Chambers's Encyclopaedia, Volume 1: A to Beaufort, p. 745

Bar' nabas, St (properly JOSES), mentioned in the Acts of the Apostles as a fellow-labourer of Paul, and even honoured with the title of apostle. He is also supposed to have founded the first Christian community at Antioch. According to tradition, he became the first Bishop of Milan, but Ambrose makes no mention of him among the bishops who had preceded him in that see. He is variously reported to have died a natural death, or to have suffered martyrdom in Rome, Alexandria, or Cyprus, in 61 A.D. His festival is celebrated in the Roman Catholic Church on June 11.

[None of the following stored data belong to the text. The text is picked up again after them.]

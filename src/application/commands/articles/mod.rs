// src/application/commands/articles/mod.rs
mod create;
mod service;
mod update;

pub use service::ArticleCommandService;
pub use update::apply_article_input;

The Epistle ascribed to him bears the strongest internal evidence of being an Alexandrian forgery of the 2d century. This Epistle contains twenty-one chapters, the first four and a half in a Latin version, the rest in the original Greek. Its aim is obviously to strengthen the faith of believers in a purely spiritual Christianity. It commences by declaring that legal sacrifices are abolished, and then proceeds to show, though not in a very coherent or logical manner, how variously Christ was foretold in the Old Testament. In the tenth chapter, it spiritually allegorises the commands of Moses concerning clean and unclean beasts; in the fifteenth, it explains the 'true meaning' of the Sabbath; and in the sixteenth, what the Temple really prefigured. This concludes what may be termed the doctrinal portion of the Epistle; the remainder, which is of a practical character, describes the two ways of life—the way of Light and the way of Darkness, and closes with an exhortation that those who read it may so live that they may be blessed to all eternity. It is a simple, pious, and earnest work; but makes a far more judicious use of the New Testament than of the Old. It was ascribed to Barnabas by Clemens Alexandrinus and Origen, and is found in the Codex Sinaiticus; while its authenticity, if not its authorship, was admitted by Eusebius and Jerome. It is now usually dated early in the 2d century. The best editions are those of Hilgenfeld (2d ed. 1877) and Gebhardt-Harnack (2d ed. 1876).